Why Race Matters by Levin Michael

Why Race Matters by Levin Michael

Author:Levin, Michael [Levin, Michael]
Language: eng
Format: epub, mobi, pdf
ISBN: 9780965638357
Published: 2012-09-06T00:00:00+00:00


7.3. UNDERSTANDING THE AFFIRMATIVE ACTION DEBATE

That in practice facts are dispositive while in theory commitment is unshakeable—one can dig in his heels by endlessly shifting grounds—helps explain the wayward course of the affirmative action debate. Advocates of preference have practiced just this kind of footwork.

Lyndon Johnson introduced affirmative action in 1965 with an appeal to compensation: “You do not take a person who for years has been hobbled by chains,” he said in his famous Howard University address, “and liberate him, bring him up to the starting line, and then say, ‘You are free to compete with all the others.’ ” Martin Luther King asked for “compensatory preferences,” and Jimmy Carter called preferences “compensatory discrimination.” The president of the Urban League criticized a 1989 Supreme Court decision as opposing “reasonable affirmative action decrees that remedy past discrimination” (New York Times 1989); Bill Clinton defended affirmative action as “redress.” One might reasonably conclude from the words of three Presidents that compensation is what the debate is all about. Yet, as the compensation argument has tottered—mainly with growing awareness that the beneficiaries of affirmative action have never been discriminated against, and that its white victims have never discriminated—there has been a migration to new grounds, few of which were heard of in 1965: fighting discrimination, fighting stereotypes, justice for groups, changing demographics, diversity, role models, a representative workforce, black self-esteem, a black stake in society, administrative convenience (since no one knows which blacks have suffered; see Nickel 1975; Ezorsky 1991; Harwood 1993), a need to make blacks feel loved (West 1997). Bergmann (1996) urges virtually all of these fallbacks. Chapter 8 looks at some of them more closely, but some preliminary remarks are in order about the cost to quota advocates of their proliferation.

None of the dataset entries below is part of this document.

//! MeetupSync
//!
//! Incremental mirror of Meetup groups and their past events. This library
//! provides a rate-limited API client, response mapping into catalog
//! entities, storage adapters behind a single trait, and the sync engine
//! that keeps the local catalog converging on the remote state.

#![allow(non_snake_case)]

pub mod config;
pub mod models;
pub mod services;
pub mod storage;
pub mod utils;

// Re-export commonly used types
pub use config::Settings;
pub use utils::errors::{MeetupSyncError, Result};

// Re-export main components for easy access
pub use services::{MeetupClient, SyncEngine, GroupSyncOutcome, SyncSummary};
pub use storage::{CatalogStore, MemoryStore, PgCatalogStore};

/// Library version
pub const VERSION: &str = env!("CARGO_PKG_VERSION");

/// Library name
pub const NAME: &str = env!("CARGO_PKG_NAME");

/// Get library information
pub fn info() -> String {
    format!("{} v{}", NAME, VERSION)
}
//! Integration tests for the rate-limited Meetup API client
//!
//! These tests run the real client against a mock Meetup API and cover
//! status classification, the retry budget, and rate-limit header tracking.

mod helpers;

use assert_matches::assert_matches;
use helpers::*;
use serde_json::json;
use wiremock::matchers::{method, path};
use wiremock::{Mock, ResponseTemplate};

use MeetupSync::services::MeetupClient;
use MeetupSync::utils::errors::FetchError;

#[tokio::test]
async fn fetches_json_and_tracks_the_rate_limit_window() {
    let mock = MeetupMockServer::new().await;
    mock.mock_group(SANDBOX_URLNAME, &sandbox_group()).await;

    let client = MeetupClient::new(&mock.api_config()).unwrap();
    let body = client.get(SANDBOX_URLNAME).await.unwrap();

    assert_eq!(body["id"], json!(SANDBOX_GROUP_ID));

    let snapshot = client.rate_limit_snapshot().await;
    assert_eq!(snapshot.limit, 30);
    assert_eq!(snapshot.remaining, 29);
    assert_eq!(snapshot.reset, 10);
}

#[tokio::test]
async fn not_found_is_terminal_without_retries() {
    let mock = MeetupMockServer::new().await;
    mock.mock_group_status("vanished-group", 404).await;

    let client = MeetupClient::new(&mock.api_config()).unwrap();
    let err = client.get("vanished-group").await.unwrap_err();

    assert_matches!(err, FetchError::NotFound);
    assert_eq!(mock.group_request_count("vanished-group").await, 1);
}

#[tokio::test]
async fn gone_is_terminal_without_retries() {
    let mock = MeetupMockServer::new().await;
    mock.mock_group_status("blocked-group", 410).await;

    let client = MeetupClient::new(&mock.api_config()).unwrap();
    let err = client.get("blocked-group").await.unwrap_err();

    assert_matches!(err, FetchError::Gone);
    assert_eq!(mock.group_request_count("blocked-group").await, 1);
}

#[tokio::test]
async fn server_errors_exhaust_the_retry_budget() {
    let mock = MeetupMockServer::new().await;
    mock.mock_group_status("flaky-group", 500).await;

    let client = MeetupClient::new(&mock.api_config()).unwrap();
    let err = client.get("flaky-group").await.unwrap_err();

    assert_matches!(err, FetchError::NoSuccess { status: Some(500) });
    // max_retries = 3 means four attempts in total
    assert_eq!(mock.group_request_count("flaky-group").await, 4);
}

#[tokio::test]
async fn a_retry_recovers_from_a_transient_failure() {
    let mock = MeetupMockServer::new().await;
    Mock::given(method("GET"))
        .and(path("/flaky-group"))
        .respond_with(ResponseTemplate::new(502))
        .up_to_n_times(1)
        .mount(&mock.server)
        .await;
    mock.mock_group("flaky-group", &sandbox_group()).await;

    let client = MeetupClient::new(&mock.api_config()).unwrap();
    let body = client.get("flaky-group").await.unwrap();

    assert_eq!(body["urlname"], json!(SANDBOX_URLNAME));
    assert_eq!(mock.group_request_count("flaky-group").await, 2);
}

#[tokio::test]
async fn missing_rate_limit_headers_fail_after_retries() {
    let mock = MeetupMockServer::new().await;
    mock.mock_group_without_headers(SANDBOX_URLNAME, &sandbox_group())
        .await;

    let client = MeetupClient::new(&mock.api_config()).unwrap();
    let err = client.get(SANDBOX_URLNAME).await.unwrap_err();

    assert_matches!(err, FetchError::MissingRateLimitHeaders);
    assert_eq!(mock.group_request_count(SANDBOX_URLNAME).await, 4);
}
//! Catalog store interface
//!
//! Persistence is a consumed interface: the sync pipeline only ever talks to
//! a `CatalogStore`, and hosting concerns (CMS pages, search wiring, admin
//! surfaces) stay on the other side of it.

use async_trait::async_trait;

use crate::models::{Category, Event, Group, Member, MetaCategory, Photo, Topic, Venue};
use crate::utils::errors::Result;

/// Storage operations required by the sync pipeline
///
/// Reference entities (venues, members, photos, categories, meta-categories,
/// topics) are written through single-call upserts: create the row when the
/// id is new, refresh the fields the caller observed, leave the rest alone.
#[async_trait]
pub trait CatalogStore: Send + Sync {
    /// Find a group by its unique urlname
    async fn find_group_by_urlname(&self, urlname: &str) -> Result<Option<Group>>;

    /// Insert a new group
    async fn insert_group(&self, group: &Group) -> Result<Group>;

    /// Overwrite an existing group identified by its meetup id
    async fn update_group(&self, group: &Group) -> Result<Group>;

    /// Delete a group and all of its events, returning whether it existed
    async fn delete_group(&self, urlname: &str) -> Result<bool>;

    /// List all mirrored groups
    async fn list_groups(&self) -> Result<Vec<Group>>;

    /// Check whether an event id is already in the catalog
    async fn event_exists(&self, meetup_id: &str) -> Result<bool>;

    /// Insert a new event
    async fn insert_event(&self, event: &Event) -> Result<Event>;

    /// Latest event of a group by event time
    async fn latest_event_of_group(&self, group_id: i64) -> Result<Option<Event>>;

    /// All events of a group, newest first
    async fn events_of_group(&self, group_id: i64) -> Result<Vec<Event>>;

    /// Get-or-create a venue and refresh its observed fields
    async fn upsert_venue(&self, venue: &Venue) -> Result<Venue>;

    /// Get-or-create a member and refresh its observed fields
    async fn upsert_member(&self, member: &Member) -> Result<Member>;

    /// Get-or-create a photo and refresh its observed fields
    async fn upsert_photo(&self, photo: &Photo) -> Result<Photo>;

    /// Get-or-create a category and refresh its observed fields
    async fn upsert_category(&self, category: &Category) -> Result<Category>;

    /// Get-or-create a meta-category; naming fields and the category list
    /// are replaced outright, the photo is refreshed when observed
    async fn upsert_meta_category(&self, meta_category: &MetaCategory) -> Result<MetaCategory>;

    /// Get-or-create a topic; all fields are replaced outright
    async fn upsert_topic(&self, topic: &Topic) -> Result<Topic>;
}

First, some of these new arguments are so post facto as to be patent rationalizations, the efforts of people who have forgotten, or never knew, why they supported racial preference in the first place. Shopping around for reasons after making up one’s mind is not an attitude to inspire confidence.

Second, the nature of a claim changes as the grounds for it do. Should Smith demand back a sweater that Jones stole, Smith wants restitution; should Smith demand the sweater because he is cold, he wants charity. Should he say Jones owes him the sweater for both reasons, his claim is ambiguous, if not incoherent. Real-world equivocations of this sort tend to be overlooked because people are often more interested in who is on their side than why they are. Opposing a war as unwinnable is not the same as opposing it on moral grounds. Wanting to preserve endangered species useful to man is not the same as valuing biological diversity in itself; an ecological utilitarian won’t miss a useless species, while an ecological absolutist will. Vegetarians for health reasons need not oppose animal experimentation, while animal-rights vegetarians oppose it vehemently. Critics of capital punishment who deny that it deters are no friends of abolitionists who call it “barbaric” and would oppose it whether it deters or not.